Influence on Physics and Education

The textbook shaped graduate pedagogy at departments including Princeton University, California Institute of Technology, Massachusetts Institute of Technology, Stanford University, University of Chicago, Imperial College London, University of Oxford, and University of Cambridge. Researchers trained using the book contributed to projects led by Barry Barish, Kip Thorne (Nobel laureate), Rainer Weiss (Nobel laureate), Marc Kamionkowski, Neta Bahcall, Vera Rubin, Kip Thorne's students, and influenced the careers of theorists like Sean Carroll, Matthew Choptuik, Eanna Flanagan, Pawan Kumar and numerical relativists such as Frans Pretorius, Manuela Campanelli, Carlos Lousto, and Luis Lehner. Its formalism underpins computational frameworks used with codes like Cactus, Einstein Toolkit, and collaborations at National Center for Supercomputing Applications.

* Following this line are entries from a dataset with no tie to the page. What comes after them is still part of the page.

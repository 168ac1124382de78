//! The `utils` module provides a collection of utility functions and common
//! definitions used across the `stockings` session layer.
//!
//! It centralizes the error type shared by every module and the tracing
//! subscriber setup used by the binary and tests.

pub mod error;
pub mod logging;
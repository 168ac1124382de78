mod settings;

use crate::config::settings::PartialSettings;
use config::{Config, ConfigError, Environment, File};

pub use settings::{LoggingSettings, ServerSettings, SessionSettings, Settings};

/// Loads the configuration from `config/default` and `STOCKINGS_*`
/// environment variables (sections separated by `__`, e.g.
/// `STOCKINGS_SESSION__PRIVATE_KEY`), then fills gaps from the defaults.
pub fn load_config() -> Result<Settings, ConfigError> {
    let builder = Config::builder()
        .add_source(File::with_name("config/default").required(false))
        .add_source(
            Environment::with_prefix("STOCKINGS")
                .prefix_separator("_")
                .separator("__"),
        );

    let config = builder.build()?;
    let partial: PartialSettings = config.try_deserialize()?;
    let default = Settings::default();

    let server = partial.server.as_ref();
    let session = partial.session.as_ref();
    let logging = partial.logging.as_ref();

    Ok(Settings {
        server: ServerSettings {
            host: server
                .and_then(|s| s.host.clone())
                .unwrap_or(default.server.host),
            port: server.and_then(|s| s.port).unwrap_or(default.server.port),
        },
        session: SessionSettings {
            algorithm: session
                .and_then(|s| s.algorithm.clone())
                .unwrap_or(default.session.algorithm),
            private_key: session
                .and_then(|s| s.private_key.clone())
                .or(default.session.private_key),
            public_key: session
                .and_then(|s| s.public_key.clone())
                .or(default.session.public_key),
            dispose_meta_after_secs: session
                .and_then(|s| s.dispose_meta_after_secs)
                .unwrap_or(default.session.dispose_meta_after_secs),
        },
        logging: LoggingSettings {
            level: logging
                .and_then(|l| l.level.clone())
                .unwrap_or(default.logging.level),
        },
    })
}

Cultural References and Legacy

"Gravitation" has appeared in popular accounts of science alongside biographies of Albert Einstein, documentaries by BBC, references in works by Brian Greene, Michio Kaku, Carl Sagan, and mentions in memoirs by John Wheeler and essays collected with Richard Feynman anecdotes. Its iconic diagrams and geometric exposition influenced graphic treatments in museum exhibits at Smithsonian Institution and planetarium programs at Hayden Planetarium. The book is preserved in special collections at Library of Congress, National Library of Medicine, Bodleian Library, and continues to be cited in scholarship across physics and history of science.